Verbosec shall use its best endeavours to ensure that the Services are made available to the Subscriber at all times in the location of service.

(a) The Subscriber hereby warrants and undertakes in favour of Verbosec that the Subscriber: (i) shall not use nor allow the Network Services to be used for any improper immoral or unlawful purpose, nor in any way which may cause injury or damage to persons or property or an impairment or interruption to the Network Services; (ii) shall only use Terminal Equipment, Laptops or any other Hardware approved by Verbosec, and comply with all relevant legislation and regulations imposed by any competent authority and all directives issued by Verbosec relating to the use of Terminal Equipment, Laptops or any other Hardware, Network Services and Mobile Devices

(b) EQUIPMENT: (i) The Customer is responsible for the safe keeping of all Verbosec owned equipment on the premises to which any service is provided under this Agreement; (ii) The Customer must provide the appropriate environment for such equipment, complying with Verbosec’s recommendations; (iii) Verbosec requests all users to notify on any planned works that may interfere with service equipment. Failure to do so may result in damage of infrastructure or equipment for which the customer is liable and will incur cost for replacement of the equipment even on cancellation of services; (iv) The Customer will pay Verbosec its standard charges for repairing or replacing any such equipment which is lost, destroyed or damaged including but not limited to physical damage except by fair wear and tear or by Verbosec’s negligence; (v) The Customer undertakes not to interfere with the equipment in any way or permit anyone else to interfere with it, unless authorized by Verbosec; (vi) All infrastructure and equipment remains the property of Verbosec, and will be removed by Verbosec or its authorized partners on termination of services; (vii) The customer will not allow any other party to have access to Verbosec’s equipment’s, neither will customer attempt to make any changes to the configuration for any reason;


(a) In consideration for the provision of the Network Services and other services supplied by VERBOSEC to the Subscriber, the Subscriber shall effect payment to VERBOSEC of the applicable Charges, as detailed in the Tariff Schedule, and whether or not the Network Services will be.

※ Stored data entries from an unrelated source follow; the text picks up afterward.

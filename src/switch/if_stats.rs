use crate::{
    config::OidTable,
    error::SwitchError,
    query_engine::{as_counter, binding, indexed_oid, SnmpSession},
};
use async_snmp::Oid;

/// A point-in-time snapshot. The rate columns are the agent's own one-second
/// averages, so no sampling happens here.
#[derive(Clone, Debug, Default, PartialEq)]
pub struct SwitchIfStats {
    pub bits_in_per_second: u64,
    pub bits_out_per_second: u64,
    // Only the rates are printed
    #[allow(dead_code)]
    pub packets_in: Option<u64>,
    #[allow(dead_code)]
    pub packets_out: Option<u64>,
    #[allow(dead_code)]
    pub in_errors: u64,
    #[allow(dead_code)]
    pub out_errors: u64,
}

impl SwitchIfStats {
    pub(crate) async fn from_snmp<S: SnmpSession>(
        session: &S,
        oids: &OidTable,
        index: u32,
    ) -> Result<Self, SwitchError> {
        let in_rate = indexed_oid(&oids.if_in_rate, index)?;
        let out_rate = indexed_oid(&oids.if_out_rate, index)?;
        let in_errors = indexed_oid(&oids.if_in_errors, index)?;
        let out_errors = indexed_oid(&oids.if_out_errors, index)?;
        let packets_in = optional_column(oids.if_in_packets.as_deref(), index)?;
        let packets_out = optional_column(oids.if_out_packets.as_deref(), index)?;

        let mut request = vec![
            in_rate.clone(),
            out_rate.clone(),
            in_errors.clone(),
            out_errors.clone(),
        ];
        request.extend(packets_in.iter().chain(packets_out.iter()).cloned());
        let results = session.get(&request).await?;

        let counter = |oid: &Oid| binding(&results, oid).and_then(as_counter);
        let optional = |oid: &Option<Oid>| oid.as_ref().map(counter).transpose();

        Ok(SwitchIfStats {
            bits_in_per_second: counter(&in_rate)?,
            bits_out_per_second: counter(&out_rate)?,
            packets_in: optional(&packets_in)?,
            packets_out: optional(&packets_out)?,
            in_errors: counter(&in_errors)?,
            out_errors: counter(&out_errors)?,
        })
    }
}

fn optional_column(column: Option<&str>, index: u32) -> Result<Option<Oid>, SwitchError> {
    column.map(|c| indexed_oid(c, index)).transpose()
}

(b) Upfront fees shall cover installation, gateway/router & configuration. The Internet Equipment shall be paid for upfront.

(c) Monthly subscription is payable in advance.

(d) Upgrade or downgrade can be done at the end of a subscription period.

(e) Verbosec shall send the monthly accounts (“bill”) to the Subscriber at the email address provided on the application form. The Subscriber shall check the bill in order to ensure that the contents thereof are correct in line with package choice.

(f) Verbosec may, by written notice to the Subscriber, vary future Charges, either in whole or in part, with effect from the date specified in such notice.

(g) Unless otherwise agreed to by Verbosec in writing, the Subscriber shall effect payment to Verbosec:

(h) for the supply and delivery of Terminal Equipment, Laptops or any other Hardware, Installation and SIM Cards in full, on presentation of invoice and against such delivery of Monthly Service Charges and all other Charges, Monthly in advance in full

(i) Verbosec may at any time on a reasonable written notice to the Subscriber vary its invoicing and payment procedures and requirements.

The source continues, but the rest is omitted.